Solved: Re: Sorting multi header table in power query

Justas4478 · ‎09-20-2024

Morning, I have folder that reiceves multiple files in it and I will be reading all the files from that folder and combining them.
Good thing is that tables in the csv files are all some layout.
The problem is the layout looks like this:

I highlited what should be each independent column in same colors.
Exception to red: red parts of the table are not required in final sorted table.
As you see pick storage column spans acros all other columns(Orders, line qty and Pending(IM)).
This is how final result should look like:

As you see final result would be easier to work with and it does not introduce that many new rows and removes large amount of additional columns.

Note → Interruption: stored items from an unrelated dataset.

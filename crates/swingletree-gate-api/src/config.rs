//! Configuration types for the gate.
//!
//! The layout mirrors `swingletree.conf.yaml`:
//!
//! ```yaml
//! gate:
//!   port: 3000
//!   api:
//!     token: "shared secret"
//!   github:
//!     secret: "webhook secret"
//!   plugins:
//!     - id: sonar
//!       base: http://sonar:3000
//!       enabled: "true"
//! urls:
//!   scotty: http://scotty:3000
//! log:
//!   level: info
//! ```
//!
//! Every field carries a default, so an empty file yields a runnable (if
//! useless) gate. Secrets and URLs that are blank are treated as unset.

use crate::errors::ConfigError;
use serde::{Deserialize, Serialize};
use std::collections::BTreeMap;
use std::fmt;
use swingletree_gate_core::PluginSettings;

/// Root of the gate configuration
#[derive(Debug, Clone, Default, Serialize, Deserialize)]
#[serde(default)]
pub struct GateSettings {
    /// Server, authentication and plugin settings
    pub gate: GateConfig,

    /// Addresses of collaborating services
    pub urls: UrlConfig,

    /// Logging configuration
    pub log: LoggingConfig,
}

impl GateSettings {
    /// Check values that deserialization alone cannot rule out.
    pub fn validate(&self) -> Result<(), ConfigError> {
        if self.gate.host.trim().is_empty() {
            return Err(ConfigError::Invalid {
                message: "gate.host must not be empty".to_string(),
            });
        }

        if self.gate.max_body_size == 0 {
            return Err(ConfigError::Invalid {
                message: "gate.max_body_size must be greater than zero".to_string(),
            });
        }

        Ok(())
    }
}

/// `gate` section
#[derive(Debug, Clone, Serialize, Deserialize)]
#[serde(default)]
pub struct GateConfig {
    /// Host to bind to
    pub host: String,

    /// Port to listen on
    pub port: u16,

    /// Maximum request size in bytes
    pub max_body_size: usize,

    pub api: ApiConfig,

    pub github: GithubConfig,

    pub plugins: PluginEntries,
}

impl Default for GateConfig {
    fn default() -> Self {
        Self {
            host: "0.0.0.0".to_string(),
            port: 3000,
            max_body_size: 10 * 1024 * 1024, // 10MB
            api: ApiConfig::default(),
            github: GithubConfig::default(),
            plugins: PluginEntries::default(),
        }
    }
}

/// `gate.api` section
#[derive(Clone, Default, Serialize, Deserialize)]
#[serde(default)]
pub struct ApiConfig {
    /// Shared secret expected as the Basic auth password on report endpoints
    pub token: Option<String>,
}

impl ApiConfig {
    pub fn token(&self) -> Option<&str> {
        non_blank(self.token.as_deref())
    }
}

impl fmt::Debug for ApiConfig {
    fn fmt(&self, f: &mut fmt::Formatter<'_>) -> fmt::Result {
        f.debug_struct("ApiConfig")
            .field("token", &self.token().map(|_| "<REDACTED>"))
            .finish()
    }
}

/// `gate.github` section
#[derive(Clone, Default, Serialize, Deserialize)]
#[serde(default)]
pub struct GithubConfig {
    /// Secret used by GitHub to sign webhook deliveries
    pub secret: Option<String>,
}

impl GithubConfig {
    pub fn secret(&self) -> Option<&str> {
        non_blank(self.secret.as_deref())
    }
}

impl fmt::Debug for GithubConfig {
    fn fmt(&self, f: &mut fmt::Formatter<'_>) -> fmt::Result {
        f.debug_struct("GithubConfig")
            .field("secret", &self.secret().map(|_| "<REDACTED>"))
            .finish()
    }
}

/// `gate.plugins` section.
///
/// Plugins can be listed with an explicit `id` per entry, or keyed by id.
/// The keyed form is the one environment variables can address
/// (`GATE_PLUGINS_SONAR_ENABLED=true`).
#[derive(Debug, Clone, PartialEq, Eq, Serialize, Deserialize)]
#[serde(untagged)]
pub enum PluginEntries {
    List(Vec<PluginSettings>),
    Map(BTreeMap<String, PluginSettings>),
}

impl Default for PluginEntries {
    fn default() -> Self {
        Self::List(Vec::new())
    }
}

impl PluginEntries {
    /// Entries paired with their configured id, in configuration order.
    ///
    /// The map key wins over an `id` field inside a keyed entry. List entries
    /// without an id are returned with `None`.
    pub fn entries(&self) -> Vec<(Option<&str>, &PluginSettings)> {
        match self {
            Self::List(list) => list.iter().map(|s| (s.id.as_deref(), s)).collect(),
            Self::Map(map) => map.iter().map(|(id, s)| (Some(id.as_str()), s)).collect(),
        }
    }

    pub fn len(&self) -> usize {
        match self {
            Self::List(list) => list.len(),
            Self::Map(map) => map.len(),
        }
    }

    pub fn is_empty(&self) -> bool {
        self.len() == 0
    }
}

/// `urls` section
#[derive(Debug, Clone, Default, Serialize, Deserialize)]
#[serde(default)]
pub struct UrlConfig {
    /// Installation service receiving GitHub App installation changes
    pub scotty: Option<String>,
}

impl UrlConfig {
    pub fn scotty(&self) -> Option<&str> {
        non_blank(self.scotty.as_deref())
    }
}

/// `log` section
#[derive(Debug, Clone, Serialize, Deserialize)]
#[serde(default)]
pub struct LoggingConfig {
    /// Logging level
    pub level: String,

    /// Enable JSON structured logging
    pub json: bool,
}

impl Default for LoggingConfig {
    fn default() -> Self {
        Self {
            level: "info".to_string(),
            json: false,
        }
    }
}

fn non_blank(value: Option<&str>) -> Option<&str> {
    value.filter(|v| !v.trim().is_empty())
}

#[cfg(test)]
#[path = "config_tests.rs"]
mod tests;
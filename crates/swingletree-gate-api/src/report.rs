//! Report relay handler.
//!
//! `POST /report/{plugin_id}` wraps the inbound report into a
//! [`ForwardEnvelope`] and delivers it to the plugin's `/report` endpoint.
//! The plugin's verdict is translated for the caller:
//!
//! - plugin answered 2xx: `202 Accepted` with `{}`
//! - plugin rejected or unreachable: `422` with the relayed error entries

use crate::errors::GateError;
use crate::AppState;
use axum::{
    extract::{Path, Query, State},
    http::{HeaderMap, StatusCode},
    response::Json,
};
use bytes::Bytes;
use std::collections::HashMap;
use swingletree_gate_core::{collect_forward_headers, EmptyMessage, ForwardEnvelope, WebhookMetadata};
use tracing::{debug, info, instrument, warn};

/// Relay a report to its plugin.
#[instrument(skip(state, query, headers, body), fields(body_len = body.len()))]
pub async fn handle_report(
    State(state): State<AppState>,
    Path(plugin_id): Path<String>,
    Query(query): Query<HashMap<String, String>>,
    headers: HeaderMap,
    body: Bytes,
) -> Result<(StatusCode, Json<EmptyMessage>), GateError> {
    let plugin = state
        .plugins
        .get(&plugin_id)
        .ok_or_else(|| GateError::PluginNotFound {
            plugin_id: plugin_id.clone(),
        })?;

    let report = parse_report(&body)?;
    let headers = header_map_to_strings(&headers);

    let metadata = WebhookMetadata::extract(&query, &headers);
    match &metadata {
        Some(metadata) => debug!(
            plugin_id = %plugin_id,
            owner = %metadata.source.owner,
            repo = %metadata.source.repo,
            sha = %metadata.source.sha,
            "Extracted webhook metadata"
        ),
        None => warn!(
            plugin_id = %plugin_id,
            "Report carries incomplete metadata, forwarding without it"
        ),
    }

    let envelope = ForwardEnvelope::new(collect_forward_headers(&headers), report, metadata);

    match plugin.client.send_report(&envelope).await {
        Ok(()) => {
            info!(plugin_id = %plugin_id, "Report accepted by plugin");
            Ok((StatusCode::ACCEPTED, Json(EmptyMessage {})))
        }
        Err(e) => Err(GateError::ReportProcessing {
            plugin_id,
            errors: e.into_entries(),
        }),
    }
}

/// Parse the report body, treating an empty body as `null`.
fn parse_report(body: &[u8]) -> Result<serde_json::Value, GateError> {
    if body.iter().all(u8::is_ascii_whitespace) {
        return Ok(serde_json::Value::Null);
    }

    serde_json::from_slice(body).map_err(|e| GateError::MalformedReport {
        message: e.to_string(),
    })
}

/// Flatten request headers into lower-case names and string values.
///
/// Values that are not valid UTF-8 are skipped. Repeated headers keep the
/// last value.
pub fn header_map_to_strings(headers: &HeaderMap) -> HashMap<String, String> {
    headers
        .iter()
        .filter_map(|(name, value)| {
            value
                .to_str()
                .ok()
                .map(|v| (name.as_str().to_ascii_lowercase(), v.to_string()))
        })
        .collect()
}

#[cfg(test)]
#[path = "report_tests.rs"]
mod tests;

I did try to unpivot or transpose table in order to sort it out but was not successfull at the moment.
I could really use some help.

I attached sample data to this link.
https://we.tl/t-eaLcw9LvSC
Thanks

lbendlin · ‎09-20-2024

Create a function that ingests a single file

(f)=>
let
    Source = Csv.Document(f,[Delimiter=",",  Encoding=65001, QuoteStyle=QuoteStyle.None]),
    LZ = List.Skip(List.Transform(List.Zip({Record.ToList(Source{0}),Record.ToList(Source{1})}),each Text.Combine(_,"|")),2),
    #"Removed Bottom Rows" = Table.RemoveLastN(Source,1),
    #"Removed Top Rows" = Table.Skip(#"Removed Bottom Rows",2),
    #"Promoted Headers" = Table.PromoteHeaders(#"Removed Top Rows", [PromoteAllScalars=true]),
    #"Replaced Headers" = Table.RenameColumns(#"Promoted Headers",List.Zip({List.Skip(Table.ColumnNames(#"Promoted Headers"),2),LZ})),
    #"Unpivoted Other Columns" = Table.UnpivotOtherColumns(#"Replaced Headers", {"Status", "Created Date"}, "Attribute", "Value"),
    #"Split Column by Delimiter" = Table.SplitColumn(#"Unpivoted Other Columns", "Attribute", Splitter.SplitTextByEachDelimiter({"|"}, QuoteStyle.Csv, false), {"Pick Storage", "Attribute"}),
    #"Changed Type" = Table.TransformColumnTypes(#"Split Column by Delimiter",{{"Value", Int64.Type}}),
    #"Filtered Rows" = Table.SelectRows(#"Changed Type", each ([Value] <> null) and ([Pick Storage] <> "Totals")),
    #"Pivoted Column" = Table.Pivot(#"Filtered Rows", List.Distinct(#"Filtered Rows"[Attribute]), "Attribute", "Value"),
    #"Changed Type1" = Table.TransformColumnTypes(#"Pivoted Column",{{"Created Date", type date}},"de")
in
    #"Changed Type1"

Then apply that to the list of files

And finally expand the table.

View solution in original post

Justas4478 · ‎09-23-2024

Thank you for all the proposed solutions.
I wish I could understand them in detail to learn better but it might take too much time to explain.

lbendlin · ‎09-23-2024

The function I proposed explains the process step by step. There is no magic to this - you need to transform the source format step by step into something usable.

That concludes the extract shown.